SpeakRight is an Java framework for writing speech recognition applications in VoiceXML. Dynamic generation of VoiceXML is done using the popular StringTemplate templating framework. Although VoiceXML uses a similar web architecture as HTML, the needs of a speech app are very different. SpeakRight lives in application code layer, typically in a servlet. The SpeakRight runtime dynamically generates VoiceXML pages, one per HTTP request.

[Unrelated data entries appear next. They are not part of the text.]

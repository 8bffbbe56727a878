pub mod application;
pub mod config;
pub mod domain;
pub mod infra;
pub mod purge;
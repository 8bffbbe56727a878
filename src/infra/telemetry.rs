//! Process-wide tracing and metric descriptions.

use std::sync::Once;

use metrics::{Unit, describe_counter, describe_histogram};
use tracing::Subscriber;
use tracing_error::ErrorLayer;
use tracing_subscriber::{
    EnvFilter, Layer, fmt, layer::SubscriberExt, registry::LookupSpan, util::SubscriberInitExt,
};

use crate::config::{LogFormat, LoggingSettings};
use crate::purge::dispatcher::{METRIC_DISPATCH_MS, METRIC_FULL_PURGES, METRIC_PURGE_REQUESTS};

use super::error::InfraError;

static DESCRIBE_ONCE: Once = Once::new();

/// Installs the global subscriber. `RUST_LOG` directives refine the
/// configured level.
pub fn init(logging: &LoggingSettings) -> Result<(), InfraError> {
    DESCRIBE_ONCE.call_once(describe_purge_metrics);

    let filter = EnvFilter::builder()
        .with_default_directive(logging.level.into())
        .from_env_lossy();

    tracing_subscriber::registry()
        .with(filter)
        .with(ErrorLayer::default())
        .with(output_layer(logging.format))
        .try_init()
        .map_err(|err| InfraError::Telemetry(err.to_string()))
}

fn output_layer<S>(format: LogFormat) -> Box<dyn Layer<S> + Send + Sync>
where
    S: Subscriber + for<'span> LookupSpan<'span>,
{
    match format {
        LogFormat::Json => fmt::layer()
            .json()
            .flatten_event(true)
            .with_current_span(true)
            .boxed(),
        LogFormat::Compact => fmt::layer().compact().with_target(false).boxed(),
    }
}

fn describe_purge_metrics() {
    describe_counter!(
        METRIC_PURGE_REQUESTS,
        Unit::Count,
        "PURGE requests sent to cache hosts, by outcome."
    );
    describe_counter!(
        METRIC_FULL_PURGES,
        Unit::Count,
        "Wildcard purges fanned out to every cache host."
    );
    describe_histogram!(
        METRIC_DISPATCH_MS,
        Unit::Milliseconds,
        "Wall time to dispatch one batch of purge targets."
    );
}
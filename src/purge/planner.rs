//! Purge action selection.
//!
//! Turns the URLs accumulated during a cycle, plus any manual request, into
//! the single action the cycle dispatches.

use std::fmt;

use serde::Serialize;
use url::Url;

use super::url::PurgeUrl;

/// An operator-issued purge request.
#[derive(Debug, Clone, PartialEq, Eq)]
pub enum ManualRequest {
    FlushAll,
    FlushUrl(String),
    FlushObjectCache,
}

/// What a cycle does at the end of the request.
#[derive(Debug, Clone, PartialEq, Eq)]
pub enum PurgeAction {
    Noop,
    PurgeEach(Vec<PurgeUrl>),
    PurgeAll,
    FlushObjectCache,
}

#[derive(Debug, Clone, Copy, PartialEq, Eq, Serialize)]
#[serde(rename_all = "snake_case")]
pub enum PurgeActionKind {
    Noop,
    PurgeEach,
    PurgeAll,
    FlushObjectCache,
}

impl PurgeAction {
    pub fn kind(&self) -> PurgeActionKind {
        match self {
            PurgeAction::Noop => PurgeActionKind::Noop,
            PurgeAction::PurgeEach(_) => PurgeActionKind::PurgeEach,
            PurgeAction::PurgeAll => PurgeActionKind::PurgeAll,
            PurgeAction::FlushObjectCache => PurgeActionKind::FlushObjectCache,
        }
    }
}

impl fmt::Display for PurgeAction {
    fn fmt(&self, f: &mut fmt::Formatter<'_>) -> fmt::Result {
        match self {
            PurgeAction::Noop => f.write_str("Noop"),
            PurgeAction::PurgeEach(urls) => write!(f, "PurgeEach {{ urls: {} }}", urls.len()),
            PurgeAction::PurgeAll => f.write_str("PurgeAll"),
            PurgeAction::FlushObjectCache => f.write_str("FlushObjectCache"),
        }
    }
}

/// Picks the action for a cycle.
///
/// - An empty set defers to the manual request, if any
/// - `max_urls_before_all` or more URLs escalate to a full purge
/// - Otherwise each URL is purged individually
pub fn decide(
    urls: Vec<PurgeUrl>,
    manual: Option<&ManualRequest>,
    max_urls_before_all: usize,
) -> PurgeAction {
    if urls.is_empty() {
        return match manual {
            None => PurgeAction::Noop,
            Some(ManualRequest::FlushAll) => PurgeAction::PurgeAll,
            Some(ManualRequest::FlushObjectCache) => PurgeAction::FlushObjectCache,
            Some(ManualRequest::FlushUrl(url)) => match Url::parse(url) {
                Ok(parsed) if parsed.host_str().is_some_and(|host| !host.is_empty()) => {
                    PurgeAction::PurgeEach(vec![PurgeUrl::new(url.as_str())])
                }
                _ => PurgeAction::Noop,
            },
        };
    }

    if urls.len() >= max_urls_before_all {
        PurgeAction::PurgeAll
    } else {
        PurgeAction::PurgeEach(urls)
    }
}
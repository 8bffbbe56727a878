//! HTTP trigger surface.

pub mod error;
mod handlers;
mod middleware;
pub mod models;

use axum::{
    Router, middleware as axum_middleware,
    routing::{get, post},
};

use crate::purge::PurgeTrigger;

#[derive(Clone)]
pub struct AppState {
    pub trigger: PurgeTrigger,
}

pub fn build_router(state: AppState) -> Router {
    Router::new()
        .route("/health", get(handlers::health))
        .route("/purge/all", post(handlers::purge_all))
        .route("/purge/url", post(handlers::purge_url))
        .route("/purge/object-cache", post(handlers::flush_object_cache))
        .route("/events", post(handlers::record_events))
        .with_state(state)
        .layer(axum_middleware::from_fn(middleware::log_responses))
        .layer(axum_middleware::from_fn(middleware::set_request_context))
}
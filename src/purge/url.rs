//! Purge URL values and the reserved query markers understood by cache VCLs.

use std::fmt;
use std::hash::{Hash, Hasher};

use url::{Url, form_urlencoded};

/// Query marker requesting a wildcard (`.*`) purge of the URL's path.
pub const REGEX_MARKER: &str = "vhp-regex";
/// Query marker carrying a URL-encoded ban regex sent as `X-Ban-Regex`.
pub const BAN_REGEX_MARKER: &str = "vhp-ban-regex";
/// Bans the path itself, its trailing-slash form and any query variant, but
/// no sub-paths.
pub const ANY_QUERY_STRING_REGEX: &str = r"($|/$|\?.*|/\?.*)";

/// Returns true when `name` is one of the reserved purge markers.
pub fn is_marker(name: &str) -> bool {
    name == REGEX_MARKER || name == BAN_REGEX_MARKER
}

/// An absolute URL destined for invalidation.
///
/// Equality and hashing use [`dedup_key`], so two URLs differing only in
/// ordinary query parameters are the same purge target. The first-seen raw
/// value is kept verbatim for dispatch.
#[derive(Debug, Clone, Eq)]
pub struct PurgeUrl {
    raw: String,
    key: String,
}

impl PurgeUrl {
    pub fn new(raw: impl Into<String>) -> Self {
        let raw = raw.into();
        let key = dedup_key(&raw);
        Self { raw, key }
    }

    pub fn as_str(&self) -> &str {
        &self.raw
    }

    pub fn key(&self) -> &str {
        &self.key
    }
}

impl PartialEq for PurgeUrl {
    fn eq(&self, other: &Self) -> bool {
        self.key == other.key
    }
}

impl Hash for PurgeUrl {
    fn hash<H: Hasher>(&self, state: &mut H) {
        self.key.hash(state);
    }
}

impl fmt::Display for PurgeUrl {
    fn fmt(&self, f: &mut fmt::Formatter<'_>) -> fmt::Result {
        f.write_str(&self.raw)
    }
}

impl From<String> for PurgeUrl {
    fn from(value: String) -> Self {
        Self::new(value)
    }
}

impl From<&str> for PurgeUrl {
    fn from(value: &str) -> Self {
        Self::new(value)
    }
}

/// Set-membership key for a purge URL.
///
/// Ordinary query pairs and the fragment are dropped; the reserved markers
/// survive so a wildcard purge of `/` never collapses into a plain purge of `/`.
pub fn dedup_key(raw: &str) -> String {
    match Url::parse(raw) {
        Ok(mut url) => {
            let markers: Vec<(String, String)> = url
                .query_pairs()
                .filter(|(name, _)| is_marker(name))
                .map(|(name, value)| (name.into_owned(), value.into_owned()))
                .collect();
            url.set_fragment(None);
            if markers.is_empty() {
                url.set_query(None);
            } else {
                url.query_pairs_mut().clear().extend_pairs(markers);
            }
            url.into()
        }
        Err(_) => raw.split(['?', '#']).next().unwrap_or(raw).to_string(),
    }
}

/// The URL that asks every cache host to drop everything under `home_url`.
pub fn wildcard_url(home_url: &str) -> String {
    format!("{}/?{REGEX_MARKER}", home_url.trim_end_matches('/'))
}

/// Marks `url` for a ban of its path plus any query-string variant.
///
/// Useful for REST endpoints, which are routinely requested with query
/// parameters. Caches whose VCL ignores `X-Ban-Regex` fall back to purging the
/// URL itself.
pub fn ban_url_with_any_query_string(url: &str, home_url: &str) -> String {
    ban_url_with_regex(url, home_url, ANY_QUERY_STRING_REGEX)
}

/// Marks `url` for a ban of `^<path><regex>`, where `<path>` is `url` with the
/// home URL prefix and any trailing slash removed.
pub fn ban_url_with_regex(url: &str, home_url: &str, regex: &str) -> String {
    let home = home_url.trim_end_matches('/');
    let path = url.strip_prefix(home).unwrap_or(url);
    let pattern = format!("^{}{regex}", path.trim_end_matches('/'));
    let encoded: String = form_urlencoded::byte_serialize(pattern.as_bytes()).collect();
    let separator = if url.contains('?') { '&' } else { '?' };
    format!("{url}{separator}{BAN_REGEX_MARKER}={encoded}")
}

/// Appends a slash unless one is already present.
pub(crate) fn trailingslashit(value: &str) -> String {
    format!("{}/", value.trim_end_matches(['/', '\\']))
}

SpeakRight Framework - Helps to build Speech Recognition Applications

FreeTTS is a speech synthesis system written entirely in the Java. It is based upon Flite, a small run-time speech synthesis engine developed at Carnegie Mellon University. Flite is derived from the Festival Speech Synthesis System from the University of Edinburgh and the FestVox project from Carnegie Mellon University. FreeTTS supports  a subset of the JSAPI 1.0 java speech synthesis specification.

FreeTTS - Speech Synthesizer in Java

The Festvox project aims to make the building of new synthetic voices more systemic and better documented, making it possible for anyone to build a new voice. Festvox is the base for most of the Speech Synthesis libraries.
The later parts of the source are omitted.